Records from a dataset:
= = = =
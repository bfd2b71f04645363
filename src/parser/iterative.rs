//! Precedence climbing without recursion.
//!
//! Where the recursive parser keeps pending operators in its call frames,
//! this parser keeps them on a heap-allocated stack of continuations. Each
//! frame records the threshold at which it yields to a lower-precedence
//! operator and what to build once its right-hand side is known. Nesting
//! depth is limited only by memory.

use std::fmt::Display;

use crate::{
    ast::ast::Expr,
    errors::errors::Error,
    lexer::tokens::TokenKind,
    Position,
};

use super::{
    cursor::TokenCursor,
    lookups::{BindingPower, OperatorTable, PAREN_BINDING_POWER, STACK_BASE_BINDING_POWER},
    parser::{
        binary_operator, expected_operator, expected_operator_or_right_paren, parse_literal,
        prefix_operator, unclosed_left_paren, unexpected_atom, unexpected_end_of_input,
        ParseEngine,
    },
};

/// What a pending frame does with its right-hand side.
#[derive(Debug)]
enum Continuation {
    /// Bottom of the stack, hands the finished tree back unchanged.
    Root,
    /// An open parenthesis waiting for its `)`.
    Paren { open: Position },
    Unary { operator: &'static str },
    Binary { operator: &'static str, left: Expr },
}

impl Display for Continuation {
    fn fmt(&self, f: &mut std::fmt::Formatter<'_>) -> std::fmt::Result {
        match self {
            Continuation::Root => write!(f, "root"),
            Continuation::Paren { open } => write!(f, "paren opened at {}", open.0),
            Continuation::Unary { operator } => write!(f, "unary `{}`", operator),
            Continuation::Binary { operator, .. } => write!(f, "binary `{}`", operator),
        }
    }
}

#[derive(Debug)]
struct Frame {
    threshold: BindingPower,
    continuation: Continuation,
}

impl Frame {
    /// Completes the pending construct with its right-hand side.
    ///
    /// Applying a parenthesis frame means the input ended (or the stack was
    /// drained) before its `)` was seen.
    fn apply(self, operand: Expr) -> Result<Expr, Error> {
        match self.continuation {
            Continuation::Root => Ok(operand),
            Continuation::Paren { open } => Err(unclosed_left_paren(open)),
            Continuation::Unary { operator } => Ok(Expr::unary(operator, operand)),
            Continuation::Binary { operator, left } => Ok(Expr::binary(operator, left, operand)),
        }
    }
}

/// The explicit stack owned by one parse.
#[derive(Debug)]
pub struct ParseState {
    stack: Vec<Frame>,
}

impl ParseState {
    pub fn new() -> Self {
        ParseState {
            stack: vec![Frame {
                threshold: STACK_BASE_BINDING_POWER,
                continuation: Continuation::Root,
            }],
        }
    }

    pub fn depth(&self) -> usize {
        self.stack.len()
    }

    fn push(&mut self, threshold: BindingPower, continuation: Continuation) {
        log::trace!("push {} at threshold {} (depth {})", continuation, threshold, self.depth());
        self.stack.push(Frame {
            threshold,
            continuation,
        });
    }

    /// Folds every frame that binds tighter than an operator with the given
    /// left binding power, which is where that operator attaches.
    fn reduce_above(&mut self, left_binding_power: BindingPower, mut operand: Expr) -> Result<Expr, Error> {
        while self
            .stack
            .last()
            .is_some_and(|frame| left_binding_power < frame.threshold)
        {
            let Some(frame) = self.stack.pop() else {
                break;
            };
            log::trace!("pop {} for binding power {}", frame.continuation, left_binding_power);
            operand = frame.apply(operand)?;
        }

        Ok(operand)
    }

    /// Folds frames down to the innermost open parenthesis and removes it.
    ///
    /// Returns `None` when there is no open parenthesis to close.
    fn close_group(&mut self, mut operand: Expr) -> Result<Option<Expr>, Error> {
        while let Some(frame) = self.stack.pop() {
            log::trace!("pop {} while closing group", frame.continuation);
            if matches!(frame.continuation, Continuation::Paren { .. }) {
                return Ok(Some(operand));
            }
            if matches!(frame.continuation, Continuation::Root) {
                return Ok(None);
            }
            operand = frame.apply(operand)?;
        }

        Ok(None)
    }

    /// Folds every remaining frame at end of input.
    fn finish(mut self, mut operand: Expr) -> Result<Expr, Error> {
        while let Some(frame) = self.stack.pop() {
            log::trace!("pop {} at end of input", frame.continuation);
            operand = frame.apply(operand)?;
        }

        Ok(operand)
    }
}

impl Default for ParseState {
    fn default() -> Self {
        ParseState::new()
    }
}

pub struct IterativeParser;

impl ParseEngine for IterativeParser {
    fn name(&self) -> &'static str {
        "Explicit-stack Pratt parsing"
    }

    fn parse_tokens(&self, mut cursor: TokenCursor, table: &OperatorTable) -> Result<Expr, Error> {
        let mut state = ParseState::new();

        'atom: loop {
            // Expecting a number, an open parenthesis or a prefix operator
            let token = cursor.advance().ok_or_else(unexpected_end_of_input)?;
            let mut operand = match token.kind {
                TokenKind::Number => parse_literal(&token)?,
                TokenKind::OpenParen => {
                    state.push(
                        PAREN_BINDING_POWER,
                        Continuation::Paren {
                            open: token.span.start,
                        },
                    );
                    continue;
                }
                TokenKind::Operator => {
                    let entry = prefix_operator(table, &token)?;
                    state.push(
                        entry.right_binding_power,
                        Continuation::Unary {
                            operator: entry.symbol,
                        },
                    );
                    continue;
                }
                TokenKind::CloseParen | TokenKind::Invalid => return Err(unexpected_atom(&token)),
            };

            // Expecting a binary operator, a close parenthesis or the end
            loop {
                let Some(next) = cursor.advance() else {
                    return state.finish(operand);
                };

                if let Some(entry) = binary_operator(table, &next) {
                    let left = state.reduce_above(entry.left_binding_power, operand)?;
                    state.push(
                        entry.right_binding_power,
                        Continuation::Binary {
                            operator: entry.symbol,
                            left,
                        },
                    );
                    continue 'atom;
                }

                match state.close_group(operand)? {
                    None => return Err(expected_operator(&next)),
                    Some(inner) if next.kind == TokenKind::CloseParen => operand = inner,
                    Some(_) => return Err(expected_operator_or_right_paren(&next)),
                }
            }
        }
    }
}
= = = =
## Activity:
Give the records back in full, word for word.

## Task response:
repository bfd2b71f04645363
filename src/parser/iterative.rs
//! Precedence climbing without recursion.
//!
//! Where the recursive parser keeps pending operators in its call frames,
//! this parser keeps them on a heap-allocated stack of continuations. Each
//! frame records the threshold at which it yields to a lower-precedence
//! operator and what to build once its right-hand side is known. Nesting
//! depth is limited only by memory.

use std::fmt::Display;

use crate::{
    ast::ast::Expr,
    errors::errors::Error,
    lexer::tokens::TokenKind,
    Position,
};

use super::{
    cursor::TokenCursor,
    lookups::{BindingPower, OperatorTable, PAREN_BINDING_POWER, STACK_BASE_BINDING_POWER},
    parser::{
        binary_operator, expected_operator, expected_operator_or_right_paren, parse_literal,
        prefix_operator, unclosed_left_paren, unexpected_atom, unexpected_end_of_input,
        ParseEngine,
    },
};

/// What a pending frame does with its right-hand side.
#[derive(Debug)]
enum Continuation {
    /// Bottom of the stack, hands the finished tree back unchanged.
    Root,
    /// An open parenthesis waiting for its `)`.
    Paren { open: Position },
    Unary { operator: &'static str },
    Binary { operator: &'static str, left: Expr },
}

impl Display for Continuation {
    fn fmt(&self, f: &mut std::fmt::Formatter<'_>) -> std::fmt::Result {
        match self {
            Continuation::Root => write!(f, "root"),
            Continuation::Paren { open } => write!(f, "paren opened at {}", open.0),
            Continuation::Unary { operator } => write!(f, "unary `{}`", operator),
            Continuation::Binary { operator, .. } => write!(f, "binary `{}`", operator),
        }
    }
}

#[derive(Debug)]
struct Frame {
    threshold: BindingPower,
    continuation: Continuation,
}

impl Frame {
    /// Completes the pending construct with its right-hand side.
    ///
    /// Applying a parenthesis frame means the input ended (or the stack was
    /// drained) before its `)` was seen.
    fn apply(self, operand: Expr) -> Result<Expr, Error> {
        match self.continuation {
            Continuation::Root => Ok(operand),
            Continuation::Paren { open } => Err(unclosed_left_paren(open)),
            Continuation::Unary { operator } => Ok(Expr::unary(operator, operand)),
            Continuation::Binary { operator, left } => Ok(Expr::binary(operator, left, operand)),
        }
    }
}

/// The explicit stack owned by one parse.
#[derive(Debug)]
pub struct ParseState {
    stack: Vec<Frame>,
}

impl ParseState {
    pub fn new() -> Self {
        ParseState {
            stack: vec![Frame {
                threshold: STACK_BASE_BINDING_POWER,
                continuation: Continuation::Root,
            }],
        }
    }

    pub fn depth(&self) -> usize {
        self.stack.len()
    }

    fn push(&mut self, threshold: BindingPower, continuation: Continuation) {
        log::trace!("push {} at threshold {} (depth {})", continuation, threshold, self.depth());
        self.stack.push(Frame {
            threshold,
            continuation,
        });
    }

    /// Folds every frame that binds tighter than an operator with the given
    /// left binding power, which is where that operator attaches.
    fn reduce_above(&mut self, left_binding_power: BindingPower, mut operand: Expr) -> Result<Expr, Error> {
        while self
            .stack
            .last()
            .is_some_and(|frame| left_binding_power < frame.threshold)
        {
            let Some(frame) = self.stack.pop() else {
                break;
            };
            log::trace!("pop {} for binding power {}", frame.continuation, left_binding_power);
            operand = frame.apply(operand)?;
        }

        Ok(operand)
    }

    /// Folds frames down to the innermost open parenthesis and removes it.
    ///
    /// Returns `None` when there is no open parenthesis to close.
    fn close_group(&mut self, mut operand: Expr) -> Result<Option<Expr>, Error> {
        while let Some(frame) = self.stack.pop() {
            log::trace!("pop {} while closing group", frame.continuation);
            if matches!(frame.continuation, Continuation::Paren { .. }) {
                return Ok(Some(operand));
            }
            if matches!(frame.continuation, Continuation::Root) {
                return Ok(None);
            }
            operand = frame.apply(operand)?;
        }

        Ok(None)
    }

    /// Folds every remaining frame at end of input.
    fn finish(mut self, mut operand: Expr) -> Result<Expr, Error> {
        while let Some(frame) = self.stack.pop() {
            log::trace!("pop {} at end of input", frame.continuation);
            operand = frame.apply(operand)?;
        }

        Ok(operand)
    }
}

impl Default for ParseState {
    fn default() -> Self {
        ParseState::new()
    }
}

pub struct IterativeParser;

impl ParseEngine for IterativeParser {
    fn name(&self) -> &'static str {
        "Explicit-stack Pratt parsing"
    }

    fn parse_tokens(&self, mut cursor: TokenCursor, table: &OperatorTable) -> Result<Expr, Error> {
        let mut state = ParseState::new();

        'atom: loop {
            // Expecting a number, an open parenthesis or a prefix operator
            let token = cursor.advance().ok_or_else(unexpected_end_of_input)?;
            let mut operand = match token.kind {
                TokenKind::Number => parse_literal(&token)?,
                TokenKind::OpenParen => {
                    state.push(
                        PAREN_BINDING_POWER,
                        Continuation::Paren {
                            open: token.span.start,
                        },
                    );
                    continue;
                }
                TokenKind::Operator => {
                    let entry = prefix_operator(table, &token)?;
                    state.push(
                        entry.right_binding_power,
                        Continuation::Unary {
                            operator: entry.symbol,
                        },
                    );
                    continue;
                }
                TokenKind::CloseParen | TokenKind::Invalid => return Err(unexpected_atom(&token)),
            };

            // Expecting a binary operator, a close parenthesis or the end
            loop {
                let Some(next) = cursor.advance() else {
                    return state.finish(operand);
                };

                if let Some(entry) = binary_operator(table, &next) {
                    let left = state.reduce_above(entry.left_binding_power, operand)?;
                    state.push(
                        entry.right_binding_power,
                        Continuation::Binary {
                            operator: entry.symbol,
                            left,
                        },
                    );
                    continue 'atom;
                }

                match state.close_group(operand)? {
                    None => return Err(expected_operator(&next)),
                    Some(inner) if next.kind == TokenKind::CloseParen => operand = inner,
                    Some(_) => return Err(expected_operator_or_right_paren(&next)),
                }
            }
        }
    }
}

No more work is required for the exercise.